C’est l’une des caractéristiques que l’on retrouve dans toutes les pièces de Shakespeare, les personnages féminins ne sont jamais secondaires, ils ne sont pas non plus limités par les attributs convenus de la féminité
Lady Macbeth a la force, la conviction, l’ambition, elle épouse et accepte d’emblée toute l’horreur qui fait un instant reculer le guerrier.

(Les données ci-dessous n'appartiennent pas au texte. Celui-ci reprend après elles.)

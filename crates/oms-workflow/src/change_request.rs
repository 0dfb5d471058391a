//! Change request workflow
//!
//! Formal change authorization during an active project: a nine-state
//! machine with a staff-gated impact assessment, a client decision that is
//! recorded separately from approval, and two-party signing.

use crate::{
    guard_project_status, guard_transition, record_signature, sections, signature_field, text,
    yes_no, SignatureEntry, SignatureScheme, WorkflowError, WorkflowResult, WorkflowStatus,
};
use chrono::{DateTime, NaiveDate, Utc};
use oms_document::{DocumentEngine, DocumentInstance, GeneratedDocument, TemplateRegistry, TemplateType};
use oms_types::{Actor, Project, ProjectId, ProjectStatus, RoleTag, Timestamps, UserId, WorkflowId};
use serde::{Deserialize, Serialize};
use serde_json::{Map, Value};

/// Template rendered by [`ChangeRequest::generate_authorization_document`].
pub const CHANGE_AUTHORIZATION_TEMPLATE: &str = "Change Request Authorization";

/// Projects a change request may be raised against.
pub const CHANGE_ELIGIBLE_STATUSES: [ProjectStatus; 4] = [
    ProjectStatus::Planning,
    ProjectStatus::Development,
    ProjectStatus::Testing,
    ProjectStatus::ClientReview,
];

/// Fields of the `change_request` payload section open to updates.
pub const CHANGE_DETAIL_FIELDS: &[&str] = &["description", "reason"];

#[derive(Clone, Copy, Debug, PartialEq, Eq, Serialize, Deserialize)]
#[serde(rename_all = "snake_case")]
pub enum ChangeRequestStatus {
    Draft,
    Submitted,
    UnderReview,
    ImpactAssessed,
    ClientDecision,
    Approved,
    Rejected,
    Implemented,
    Closed,
}

impl ChangeRequestStatus {
    pub fn display_label(self) -> &'static str {
        match self {
            ChangeRequestStatus::Draft => "Draft",
            ChangeRequestStatus::Submitted => "Submitted",
            ChangeRequestStatus::UnderReview => "Under Review",
            ChangeRequestStatus::ImpactAssessed => "Impact Assessed",
            ChangeRequestStatus::ClientDecision => "Client Decision",
            ChangeRequestStatus::Approved => "Approved",
            ChangeRequestStatus::Rejected => "Rejected",
            ChangeRequestStatus::Implemented => "Implemented",
            ChangeRequestStatus::Closed => "Closed",
        }
    }
}

impl WorkflowStatus for ChangeRequestStatus {
    fn as_str(self) -> &'static str {
        match self {
            ChangeRequestStatus::Draft => "draft",
            ChangeRequestStatus::Submitted => "submitted",
            ChangeRequestStatus::UnderReview => "under_review",
            ChangeRequestStatus::ImpactAssessed => "impact_assessed",
            ChangeRequestStatus::ClientDecision => "client_decision",
            ChangeRequestStatus::Approved => "approved",
            ChangeRequestStatus::Rejected => "rejected",
            ChangeRequestStatus::Implemented => "implemented",
            ChangeRequestStatus::Closed => "closed",
        }
    }

    fn allowed_targets(self) -> &'static [Self] {
        use ChangeRequestStatus::*;
        match self {
            Draft => &[Submitted],
            Submitted => &[UnderReview, ImpactAssessed],
            UnderReview => &[ImpactAssessed],
            ImpactAssessed => &[ClientDecision],
            ClientDecision => &[Approved, Rejected],
            Approved => &[Implemented],
            Rejected => &[Closed],
            Implemented => &[Closed],
            Closed => &[],
        }
    }
}

/// Client's decision on an assessed change. Recorded alongside, not
/// instead of, the status machine: approval is a separate step.
#[derive(Clone, Copy, Debug, PartialEq, Eq, Serialize, Deserialize)]
#[serde(rename_all = "snake_case")]
pub enum ClientDecision {
    Proceed,
    Defer,
    Withdraw,
}

impl ClientDecision {
    pub fn display_label(self) -> &'static str {
        match self {
            ClientDecision::Proceed => "Proceed with Change",
            ClientDecision::Defer => "Defer Change",
            ClientDecision::Withdraw => "Withdraw Change",
        }
    }
}

/// Provider impact assessment.
///
/// Consistency rules: additional effort needs an estimated time, and any
/// assessment that is not cost-free needs an estimated cost.
#[derive(Clone, Debug, Serialize, Deserialize)]
pub struct ImpactAssessment {
    pub no_additional_cost: bool,
    pub requires_additional_effort: bool,
    pub estimated_time: Option<String>,
    pub estimated_cost: Option<f64>,
}

impl ImpactAssessment {
    pub fn validate(&self) -> WorkflowResult<()> {
        if self.requires_additional_effort && self.estimated_time.is_none() {
            return Err(WorkflowError::MissingEstimatedTime);
        }
        if !self.no_additional_cost && self.estimated_cost.is_none() {
            return Err(WorkflowError::MissingEstimatedCost);
        }
        Ok(())
    }
}

/// Creation payload for a change request.
#[derive(Clone, Debug, Serialize, Deserialize)]
pub struct CreateChangeRequest {
    pub request_date: NaiveDate,
    pub reference_agreement: String,
    pub description: String,
    pub reason: String,
}
//! Artifact storage seam

use crate::StoreError;
use std::collections::HashMap;
use std::sync::Mutex;

/// Blob storage for rendered artifacts.
///
/// Paths are forward-slash keys (`documents/CHANGE-20260829-101500.pdf`).
/// The audit area under `documents/audit/` is append-only by convention;
/// this core never overwrites or deletes what it stored there.
pub trait ArtifactStore: Send + Sync {
    /// Store `bytes` at `path`, returning the stored path.
    fn put(&self, path: &str, bytes: &[u8]) -> Result<String, StoreError>;

    /// Fetch previously stored bytes, if present.
    fn get(&self, path: &str) -> Option<Vec<u8>>;
}

/// In-memory artifact store for tests and local runs.
#[derive(Debug, Default)]
pub struct MemoryArtifactStore {
    blobs: Mutex<HashMap<String, Vec<u8>>>,
}

impl MemoryArtifactStore {
    pub fn new() -> Self {
        Self::default()
    }

    pub fn len(&self) -> usize {
        self.blobs.lock().map(|b| b.len()).unwrap_or(0)
    }

    pub fn is_empty(&self) -> bool {
        self.len() == 0
    }
}

impl ArtifactStore for MemoryArtifactStore {
    fn put(&self, path: &str, bytes: &[u8]) -> Result<String, StoreError> {
        let mut blobs = self
            .blobs
            .lock()
            .map_err(|_| StoreError::new("artifact store lock poisoned"))?;
        blobs.insert(path.to_string(), bytes.to_vec());
        Ok(path.to_string())
    }

    fn get(&self, path: &str) -> Option<Vec<u8>> {
        self.blobs.lock().ok()?.get(path).cloned()
    }
}

#[cfg(test)]
mod tests {
    use super::*;

    #[test]
    fn put_then_get_round_trips() {
        let store = MemoryArtifactStore::new();
        let path = store.put("documents/x.pdf", b"bytes").unwrap();
        assert_eq!(path, "documents/x.pdf");
        assert_eq!(store.get(&path).unwrap(), b"bytes");
        assert_eq!(store.len(), 1);
    }

    #[test]
    fn get_missing_is_none() {
        assert!(MemoryArtifactStore::new().get("documents/none.pdf").is_none());
    }
}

Macbeth, trompé et trahi par les sorcières, à l’instant de sa mort reprend sa condition humaine et nous devient à nouveau familier. Vaincu et brisé par un Destin qui s’est joué de lui, il trouve les mots pour exprimer la condition humaine. Lui, le criminel, le maudit, celui qui a franchi toutes les limites de la démesure, il devient ce pauvre comédien qui se pavane pendant son heure et qu’ensuite on n’entend plus.
Extraits choisis
LADY MACBETH, seule, continuant
Le corbeau lui-même s’est enroué — à croasser l’entrée fatale de Duncan — sous mes créneaux. Venez, venez, esprits — qui assistez les pensées meurtrières ! Désexez-moi ici, — et, du crâne au talon, remplissez-moi toute — de la plus atroce cruauté. Épaississez mon sang, — fermez en moi tout accès, tout passage au remords ; — qu’aucun retour compatissant de la nature — n’ébranle ma volonté farouche et ne s’interpose — entre elle et l’exécution ! Venez à mes mamelles de femme, — et changez mon lait en fiel, vous, ministres du meurtre, — quel que soit le lieu où, invisibles substances, — vous aidiez à la violation de la nature. Viens, nuit épaisse, — et enveloppe-toi de la plus sombre fumée de l’enfer : — que mon couteau aigu ne voie pas la blessure qu’il va faire ; — et que le ciel ne puisse pas poindre à travers le linceul des ténèbres, — et me crier : Arrête ! arrête !
MACBETH
— Il m’a semblé entendre une voix crier : « Ne dors plus ! — Macbeth a tué le sommeil ! » Le sommeil innocent, — le sommeil qui démêle l’écheveau embrouillé du souci, — le sommeil, mort de la vie de chaque jour, bain du labeur douloureux, — baume des âmes blessées, second service de la grande nature, — aliment suprême du banquet de la vie !
LADY MACBETH
Que voulez-vous dire ?
MACBETH
— Et cette voix criait toujours par toute la maison : Ne dors plus ! — Glamis a tué le sommeil ; et aussi Cawdor — ne dormira plus, Macbeth ne dormira plus !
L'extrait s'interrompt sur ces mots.